The Basilica de Saint Michael Archangel cathedral is a must-see. With its beautiful elaborate baroque facade and the 53-meter-tall bell tower, the 17th-century cathedral is a landmark in Menton. It’s also home to Menton’s annual music festival, which runs from July to August each year.
If you happen to visit Menton in February, you’ll experience one of the most unique events in the world, the Fête du Citron (Lemon Festival). Visitors come from far away to marvel at the impressive citrus sculptures and colorful parades. The festival has been an annual tradition since 1935. Pretty much anything you can imagine to be created from lemons has been made and can be purchased in one of the many shops and boutiques in the town all year.
Maison Herbin is jam heaven for all jam lovers! Herbin jams are cooked and simmered the old-fashioned way, in small quantities. Tasting an herb jam awakens the taste buds and the senses. Have you ever tried coconut jam? A guided tour of the house is always a success and highly recommended.
The Lemon Farm, an exceptional estate of three hectares on the hills of Menton with a view of the sea, is planted with lemon trees and other citrus fruits from Menton and bordered by century-old olive trees and forest of giant avocado trees, promising a tropical atmosphere.
The Perfect Dinner in Saignon, France
I’m passionate about France, and Provence in particular. An absolutely amazing dinner experience in the tiny, little village of Saignon is a must. Located at the top of the village on the remains of the 12th-century Crugiere castle, you’ll find a beautiful restaurant with a 300-square-meter terrace garden and the most breathtaking panoramic view of the Luberon valley. Sitting there sharing a meal with someone you love and watching the sunset feels almost unreal. I believe very few outside of the region are aware of this place, and it’s most definitely one of the hidden gems that my heart jumped up and down to discover.
Hiking + Connecting with Nature
Personally, one of the most important things in practicing self-care is hiking and connecting with nature. Research shows that people who are more connected with nature are usually happier in life and more likely to report feeling their lives are worthwhile. The health benefits of being in nature are many—for example, improved attention, lower stress, and improved sleep quality, mood, and well-being.
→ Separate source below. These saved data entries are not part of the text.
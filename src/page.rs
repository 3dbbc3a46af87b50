use axum::response::Html;

/// Single-page demo client for `/styles` and `/caption`.
pub async fn index() -> Html<&'static str> {
    Html(
        r#"
<!DOCTYPE html>
<html lang="en">
<head>
    <meta charset="UTF-8">
    <meta name="viewport" content="width=device-width, initial-scale=1.0">
    <title>Styled Image Captioner</title>
    <style>
        * {
            margin: 0;
            padding: 0;
            box-sizing: border-box;
        }

        body {
            font-family: -apple-system, BlinkMacSystemFont, 'Segoe UI', Roboto, Oxygen, Ubuntu, Cantarell, sans-serif;
            background: linear-gradient(135deg, #667eea 0%, #764ba2 100%);
            min-height: 100vh;
            display: flex;
            align-items: center;
            justify-content: center;
            padding: 20px;
        }

        .container {
            background: white;
            border-radius: 20px;
            box-shadow: 0 20px 60px rgba(0,0,0,0.3);
            max-width: 800px;
            width: 100%;
            padding: 40px;
        }

        h1 {
            color: #333;
            margin-bottom: 10px;
            font-size: 2em;
        }

        .subtitle {
            color: #666;
            margin-bottom: 20px;
            font-size: 0.9em;
        }

        .styles {
            display: flex;
            gap: 10px;
            margin-bottom: 20px;
            flex-wrap: wrap;
        }

        .style-option {
            flex: 1;
            min-width: 180px;
            border: 2px solid #e0e0e0;
            border-radius: 10px;
            padding: 12px;
            cursor: pointer;
        }

        .style-option.selected {
            border-color: #667eea;
            background: #f8f9ff;
        }

        .style-name {
            color: #667eea;
            font-weight: 600;
        }

        .style-description {
            color: #999;
            font-size: 0.85em;
        }

        .upload-area {
            border: 3px dashed #667eea;
            border-radius: 15px;
            padding: 60px 20px;
            text-align: center;
            cursor: pointer;
            background: #f8f9ff;
        }

        .upload-area.dragover {
            border-color: #764ba2;
            background: #e8ebff;
        }

        .upload-text {
            color: #667eea;
            font-size: 1.2em;
            font-weight: 600;
            margin-bottom: 10px;
        }

        .upload-hint {
            color: #999;
            font-size: 0.9em;
        }

        input[type="file"] {
            display: none;
        }

        .preview-container, .loading, .error {
            display: none;
            margin-top: 20px;
        }

        .preview-image {
            max-width: 100%;
            border-radius: 10px;
            margin-bottom: 20px;
        }

        .result {
            background: #f8f9ff;
            border-radius: 10px;
            padding: 20px;
        }

        .result-text {
            color: #333;
            font-size: 1.1em;
            line-height: 1.6;
        }

        .meta-info {
            display: flex;
            justify-content: space-between;
            margin-top: 15px;
            padding-top: 15px;
            border-top: 1px solid #e0e0e0;
            font-size: 0.85em;
            color: #666;
        }

        .error {
            background: #fee;
            border: 2px solid #fcc;
            color: #c33;
            padding: 15px;
            border-radius: 10px;
        }
    </style>
</head>
<body>
    <div class="container">
        <h1>Styled Image Captioner</h1>
        <p class="subtitle">Rust + Axum + Candle (CLIP &amp; GPT-2)</p>

        <div class="styles" id="styles"></div>

        <div class="upload-area" id="uploadArea">
            <div class="upload-text">Click or drag image here</div>
            <div class="upload-hint">JPG, PNG, WebP or BMP &bull; Max 10MB</div>
            <input type="file" id="fileInput" accept=".png,.jpg,.jpeg,.webp,.bmp">
        </div>

        <div class="loading" id="loading">Generating caption...</div>
        <div class="error" id="error"></div>

        <div class="preview-container" id="previewContainer">
            <img id="previewImage" class="preview-image" alt="Preview">
            <div class="result">
                <div class="result-text" id="captionText"></div>
                <div class="meta-info">
                    <span>Style: <strong id="styleUsed">--</strong></span>
                    <span>Confidence: <strong id="confidence">--</strong></span>
                    <span>Size: <strong id="imageInfo">--</strong></span>
                </div>
            </div>
        </div>
    </div>

    <script>
        const stylesDiv = document.getElementById('styles');
        const uploadArea = document.getElementById('uploadArea');
        const fileInput = document.getElementById('fileInput');
        const loading = document.getElementById('loading');
        const errorDiv = document.getElementById('error');
        const previewContainer = document.getElementById('previewContainer');
        const previewImage = document.getElementById('previewImage');
        let selectedStyle = 'creative';

        fetch('/styles')
            .then((response) => response.json())
            .then(({ styles }) => {
                for (const style of styles) {
                    const option = document.createElement('div');
                    option.className = 'style-option' + (style.id === selectedStyle ? ' selected' : '');
                    option.innerHTML = '<div class="style-name"></div><div class="style-description"></div>';
                    option.querySelector('.style-name').textContent = style.name;
                    option.querySelector('.style-description').textContent = style.description;
                    option.addEventListener('click', () => {
                        selectedStyle = style.id;
                        document.querySelectorAll('.style-option').forEach((el) => el.classList.remove('selected'));
                        option.classList.add('selected');
                    });
                    stylesDiv.appendChild(option);
                }
            });

        uploadArea.addEventListener('click', () => fileInput.click());
        uploadArea.addEventListener('dragover', (e) => {
            e.preventDefault();
            uploadArea.classList.add('dragover');
        });
        uploadArea.addEventListener('dragleave', () => uploadArea.classList.remove('dragover'));
        uploadArea.addEventListener('drop', (e) => {
            e.preventDefault();
            uploadArea.classList.remove('dragover');
            const file = e.dataTransfer.files[0];
            if (file) {
                handleFile(file);
            }
        });
        fileInput.addEventListener('change', (e) => {
            const file = e.target.files[0];
            if (file) {
                handleFile(file);
            }
        });

        async function handleFile(file) {
            previewImage.src = URL.createObjectURL(file);
            loading.style.display = 'block';
            errorDiv.style.display = 'none';
            previewContainer.style.display = 'none';

            const formData = new FormData();
            formData.append('file', file);
            formData.append('style', selectedStyle);

            try {
                const response = await fetch('/caption', { method: 'POST', body: formData });
                const result = await response.json();
                if (!response.ok) {
                    throw new Error(result.error || 'Upload failed');
                }

                document.getElementById('captionText').textContent = result.caption;
                document.getElementById('styleUsed').textContent = result.style;
                document.getElementById('confidence').textContent = (result.confidence * 100).toFixed(1) + '%';
                document.getElementById('imageInfo').textContent =
                    `${result.image_info.width}×${result.image_info.height} ${result.image_info.format}`;
                previewContainer.style.display = 'block';
            } catch (error) {
                errorDiv.textContent = 'Error: ' + error.message;
                errorDiv.style.display = 'block';
            } finally {
                loading.style.display = 'none';
            }
        }
    </script>
</body>
</html>
        "#,
    )
}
Self-care is so many different things, such as working out, healthy dieting, spending time with family and friends, reading, listening to music, meditation, and so on. Do yourself a favor and treat yourself with some self-care today, something that boosts your energy and makes you smile.
Spiritual wellness is an essential dimension for holistic healthcare. Taking care of ourselves is a must if we would like to have a happy, healthy life, and there are many ways to focus on self-care. We all have different desires and needs, and we might experience that it’s hard to achieve what we really need because our priorities sometimes are wrong.
Words from My Father
The greatest advice I’ve ever received was from my father, who lost his fight against cancer in 2003. Only a few days before he passed away he took my hand and said: “Make sure to build yourself a strong foundation in life, then you’ll stand tall through all storms life will throw at you. Follow your dreams and be happy, and always be kind. Always!”
Words for Creatives
Always be true to your signature style, and never doubt that you are good enough.